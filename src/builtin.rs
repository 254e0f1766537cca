pub const NOTIFICATION_KEYFRAMES_ID: &str = "notification-keyframes";

pub const NOTIFICATION_KEYFRAMES_CSS: &str = r#"
@keyframes slideInRight {
    from {
        transform: translateX(100%);
        opacity: 0;
    }
    to {
        transform: translateX(0);
        opacity: 1;
    }
}

@keyframes slideOutRight {
    from {
        transform: translateX(0);
        opacity: 1;
    }
    to {
        transform: translateX(100%);
        opacity: 0;
    }
}
"#;

pub const NOTIFICATION_CLOSE_STYLE: &str = "background: none; border: none; color: inherit; font-size: 1.2rem; cursor: pointer; margin-left: 1rem;";

pub const NOTIFICATION_STYLE: &[(&str, &str)] = &[
    ("position", "fixed"),
    ("top", "20px"),
    ("right", "20px"),
    ("padding", "1rem 1.5rem"),
    ("border-radius", "var(--radius)"),
    ("color", "white"),
    ("font-weight", "600"),
    ("z-index", "1000"),
    ("display", "flex"),
    ("align-items", "center"),
    ("max-width", "400px"),
    ("box-shadow", "var(--shadow-lg)"),
    ("animation", "slideInRight 0.3s ease"),
];
use anyhow::{Context as _, anyhow};
use kuchiki::NodeRef;
use serde::{Deserialize, Serialize};
use url::Url;

use crate::dom;
use crate::notify::Severity;
use crate::rating::{MANGA_ID_ATTR, RATING_ATTR};
use crate::runtime::UiRuntime;

pub const RATE_PATH: &str = "api/rate";

pub const MSG_MISSING: &str = "Please select a rating first!";
pub const MSG_SUCCESS: &str = "Rating submitted successfully!";
pub const MSG_FAILURE: &str = "Failed to submit rating. Please try again.";

const LOADING_LABEL: &str = r#"<span class="loading"></span> Rating..."#;
const RATED_LABEL: &str = "✓ Rated";

#[derive(Debug, Serialize)]
pub struct RateRequest {
    pub manga_id: serde_json::Value,
    pub rating: u32,
}

#[derive(Debug, Deserialize)]
pub struct RateResponse {
    #[serde(default)]
    pub success: bool,
    #[serde(default)]
    pub message: Option<String>,
}

#[derive(Debug, Clone, PartialEq, Eq)]
pub enum SubmitOutcome {
    MissingRating,
    Accepted,
    Failed(String),
}

pub fn manga_id_value(id: &str) -> serde_json::Value {
    match id.trim().parse::<i64>() {
        Ok(n) => serde_json::Value::from(n),
        Err(_) => serde_json::Value::from(id),
    }
}

#[derive(Clone)]
pub struct RatingClient {
    client: reqwest::Client,
    endpoint: Url,
}

impl RatingClient {
    pub fn new(api_base: &Url, user_agent: &str) -> anyhow::Result<Self> {
        let client = reqwest::Client::builder()
            .user_agent(user_agent)
            .build()
            .context("build reqwest client")?;
        let endpoint = api_base
            .join(RATE_PATH)
            .with_context(|| format!("resolve {} against {}", RATE_PATH, api_base))?;
        Ok(Self { client, endpoint })
    }

    pub fn endpoint(&self) -> &Url {
        &self.endpoint
    }

    // One POST, no retries. A non-2xx status or `success: false` is an error.
    pub async fn rate(&self, request: &RateRequest) -> anyhow::Result<()> {
        let resp = self
            .client
            .post(self.endpoint.clone())
            .json(request)
            .send()
            .await
            .with_context(|| format!("POST {}", self.endpoint))?;

        let status = resp.status();
        let body: RateResponse = resp.json().await.context("parse rating response")?;
        if !status.is_success() {
            return Err(anyhow!(
                "POST {} failed with status {}: {}",
                self.endpoint,
                status,
                body.message.as_deref().unwrap_or("no message")
            ));
        }
        if !body.success {
            return Err(anyhow!(
                "{}",
                body.message
                    .unwrap_or_else(|| "Failed to submit rating".to_string())
            ));
        }
        Ok(())
    }
}

pub async fn submit_rating(
    rt: &UiRuntime,
    client: &RatingClient,
    manga_id: &str,
    control: &NodeRef,
) -> SubmitOutcome {
    let rating = rt
        .page()
        .find_by_attr(MANGA_ID_ATTR, manga_id)
        .and_then(|container| dom::attr(&container, RATING_ATTR))
        .and_then(|raw| raw.trim().parse::<u32>().ok());

    let Some(rating) = rating else {
        rt.show_notification(MSG_MISSING, Severity::Warning);
        return SubmitOutcome::MissingRating;
    };

    let original_label = match dom::inner_html(control) {
        Ok(html) => html,
        Err(err) => {
            tracing::warn!(error = %format!("{:#}", err), "could not capture control label");
            String::new()
        }
    };
    dom::set_inner_html(control, LOADING_LABEL);
    dom::set_attr(control, "disabled", "");

    let request = RateRequest {
        manga_id: manga_id_value(manga_id),
        rating,
    };
    tracing::info!(manga_id, rating, endpoint = %client.endpoint(), "submitting rating");

    match client.rate(&request).await {
        Ok(()) => {
            rt.show_notification(MSG_SUCCESS, Severity::Success);
            dom::set_inner_html(control, RATED_LABEL);
            dom::set_style(control, "background", "var(--secondary)");
            SubmitOutcome::Accepted
        }
        Err(err) => {
            let reason = format!("{:#}", err);
            tracing::error!(manga_id, rating, error = %reason, "rating submission failed");
            rt.show_notification(MSG_FAILURE, Severity::Error);
            dom::set_inner_html(control, &original_label);
            dom::remove_attr(control, "disabled");
            SubmitOutcome::Failed(reason)
        }
    }
}
use std::fmt;
use std::time::Duration;

use kuchiki::NodeRef;

use crate::builtin;
use crate::dom::{self, Page};
use crate::timers;

pub const NOTIFICATION_CLASS: &str = "notification";
pub const CLOSE_CLASS: &str = "notification-close";

pub const LIFETIME: Duration = Duration::from_millis(5000);
pub const EXIT_ANIMATION: Duration = Duration::from_millis(300);

#[derive(Debug, Clone, Copy, PartialEq, Eq, Default)]
pub enum Severity {
    Success,
    Error,
    Warning,
    #[default]
    Info,
}

impl Severity {
    pub fn as_str(self) -> &'static str {
        match self {
            Severity::Success => "success",
            Severity::Error => "error",
            Severity::Warning => "warning",
            Severity::Info => "info",
        }
    }

    pub fn background(self) -> &'static str {
        match self {
            Severity::Success => "var(--secondary)",
            Severity::Error => "var(--destructive)",
            Severity::Warning => "#f59e0b",
            Severity::Info => "var(--primary)",
        }
    }
}

impl From<&str> for Severity {
    fn from(s: &str) -> Self {
        match s.trim().to_ascii_lowercase().as_str() {
            "success" => Severity::Success,
            "error" => Severity::Error,
            "warning" => Severity::Warning,
            _ => Severity::Info,
        }
    }
}

impl fmt::Display for Severity {
    fn fmt(&self, f: &mut fmt::Formatter<'_>) -> fmt::Result {
        f.write_str(self.as_str())
    }
}

// Must run inside a `LocalSet`; expiry is a local timer.
pub fn show_notification(page: &Page, message: &str, severity: Severity) -> Option<NodeRef> {
    for existing in page.select_all(&format!(".{}", NOTIFICATION_CLASS)) {
        existing.detach();
    }

    let body = page.body()?;
    let markup = maud::html! {
        div class=(format!("{} {}-{}", NOTIFICATION_CLASS, NOTIFICATION_CLASS, severity)) role="status" {
            span { (message) }
            button type="button" class=(CLOSE_CLASS) aria-label="Close" style=(builtin::NOTIFICATION_CLOSE_STYLE) {
                "×"
            }
        }
    };
    let node = dom::parse_fragment(&markup.into_string())
        .into_iter()
        .find(|n| dom::has_class(n, NOTIFICATION_CLASS))?;

    dom::set_styles(&node, builtin::NOTIFICATION_STYLE);
    dom::set_style(&node, "background", severity.background());
    body.append(node.clone());
    tracing::debug!(%severity, text = message, "notification shown");

    let expiring = node.clone();
    timers::set_timeout(LIFETIME, move || {
        if !dom::is_attached(&expiring) {
            return;
        }
        dom::set_style(&expiring, "animation", "slideOutRight 0.3s ease");
        timers::set_timeout(EXIT_ANIMATION, move || expiring.detach());
    });

    Some(node)
}

pub fn dismiss_from_close(close: &NodeRef) -> bool {
    if !dom::has_class(close, CLOSE_CLASS) {
        return false;
    }
    let Some(parent) = close.parent() else {
        return false;
    };
    if !dom::has_class(&parent, NOTIFICATION_CLASS) || !dom::is_attached(&parent) {
        return false;
    }
    parent.detach();
    true
}

#[cfg(test)]
mod tests {
    use super::*;

    fn visible(page: &Page) -> Vec<NodeRef> {
        page.select_all(".notification")
    }

    #[test]
    fn severity_names() {
        assert_eq!(Severity::from("warning"), Severity::Warning);
        assert_eq!(Severity::from("ERROR"), Severity::Error);
        assert_eq!(Severity::from("shiny"), Severity::Info);
        assert_eq!(Severity::Warning.background(), "#f59e0b");
        assert_eq!(Severity::default(), Severity::Info);
    }

    #[tokio::test(start_paused = true)]
    async fn second_notification_replaces_first() {
        tokio::task::LocalSet::new()
            .run_until(async {
                let page = Page::parse("<body></body>");
                show_notification(&page, "first", Severity::Info).unwrap();
                show_notification(&page, "second <b>", Severity::Error).unwrap();

                let nodes = visible(&page);
                assert_eq!(nodes.len(), 1);
                let node = &nodes[0];
                assert!(node.text_contents().contains("second <b>"));
                assert!(dom::has_class(node, "notification-error"));
                assert_eq!(dom::style(node, "background").as_deref(), Some("var(--destructive)"));
                assert_eq!(dom::style(node, "position").as_deref(), Some("fixed"));
                assert_eq!(dom::style(node, "z-index").as_deref(), Some("1000"));
                assert_eq!(
                    dom::style(node, "animation").as_deref(),
                    Some("slideInRight 0.3s ease")
                );
            })
            .await;
    }

    #[tokio::test(start_paused = true)]
    async fn expires_after_lifetime_and_exit_animation() {
        tokio::task::LocalSet::new()
            .run_until(async {
                let page = Page::parse("<body></body>");
                let node = show_notification(&page, "bye", Severity::Success).unwrap();

                tokio::time::sleep(Duration::from_millis(4990)).await;
                assert_eq!(visible(&page).len(), 1);

                tokio::time::sleep(Duration::from_millis(20)).await;
                assert_eq!(
                    dom::style(&node, "animation").as_deref(),
                    Some("slideOutRight 0.3s ease")
                );
                assert_eq!(visible(&page).len(), 1);

                tokio::time::sleep(Duration::from_millis(300)).await;
                assert!(visible(&page).is_empty());
            })
            .await;
    }

    #[tokio::test(start_paused = true)]
    async fn close_control_removes_immediately() {
        tokio::task::LocalSet::new()
            .run_until(async {
                let page = Page::parse("<body></body>");
                let node = show_notification(&page, "closable", Severity::Warning).unwrap();
                let close = dom::first_within(&node, ".notification-close").unwrap();

                assert!(dismiss_from_close(&close));
                assert!(visible(&page).is_empty());
                assert!(!dismiss_from_close(&close));

                // The lifetime timer finds the node gone and does nothing.
                tokio::time::sleep(Duration::from_secs(6)).await;
                assert!(visible(&page).is_empty());
            })
            .await;
    }
}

────

> [What to produce] All lines from the beginning of the entries through the line marked "pub fn manga_id_value(id: &str)" are to be output exactly; nothing else belongs in the answer.

> [Answer box]
filename src/builtin.rs
repository 254e0f1766537cca
pub const NOTIFICATION_KEYFRAMES_ID: &str = "notification-keyframes";

pub const NOTIFICATION_KEYFRAMES_CSS: &str = r#"
@keyframes slideInRight {
    from {
        transform: translateX(100%);
        opacity: 0;
    }
    to {
        transform: translateX(0);
        opacity: 1;
    }
}

@keyframes slideOutRight {
    from {
        transform: translateX(0);
        opacity: 1;
    }
    to {
        transform: translateX(100%);
        opacity: 0;
    }
}
"#;

pub const NOTIFICATION_CLOSE_STYLE: &str = "background: none; border: none; color: inherit; font-size: 1.2rem; cursor: pointer; margin-left: 1rem;";

pub const NOTIFICATION_STYLE: &[(&str, &str)] = &[
    ("position", "fixed"),
    ("top", "20px"),
    ("right", "20px"),
    ("padding", "1rem 1.5rem"),
    ("border-radius", "var(--radius)"),
    ("color", "white"),
    ("font-weight", "600"),
    ("z-index", "1000"),
    ("display", "flex"),
    ("align-items", "center"),
    ("max-width", "400px"),
    ("box-shadow", "var(--shadow-lg)"),
    ("animation", "slideInRight 0.3s ease"),
];
use anyhow::{Context as _, anyhow};
use kuchiki::NodeRef;
use serde::{Deserialize, Serialize};
use url::Url;

use crate::dom;
use crate::notify::Severity;
use crate::rating::{MANGA_ID_ATTR, RATING_ATTR};
use crate::runtime::UiRuntime;

pub const RATE_PATH: &str = "api/rate";

pub const MSG_MISSING: &str = "Please select a rating first!";
pub const MSG_SUCCESS: &str = "Rating submitted successfully!";
pub const MSG_FAILURE: &str = "Failed to submit rating. Please try again.";

const LOADING_LABEL: &str = r#"<span class="loading"></span> Rating..."#;
const RATED_LABEL: &str = "✓ Rated";

#[derive(Debug, Serialize)]
pub struct RateRequest {
    pub manga_id: serde_json::Value,
    pub rating: u32,
}

#[derive(Debug, Deserialize)]
pub struct RateResponse {
    #[serde(default)]
    pub success: bool,
    #[serde(default)]
    pub message: Option<String>,
}

#[derive(Debug, Clone, PartialEq, Eq)]
pub enum SubmitOutcome {
    MissingRating,
    Accepted,
    Failed(String),
}

pub fn manga_id_value(id: &str) -> serde_json::Value {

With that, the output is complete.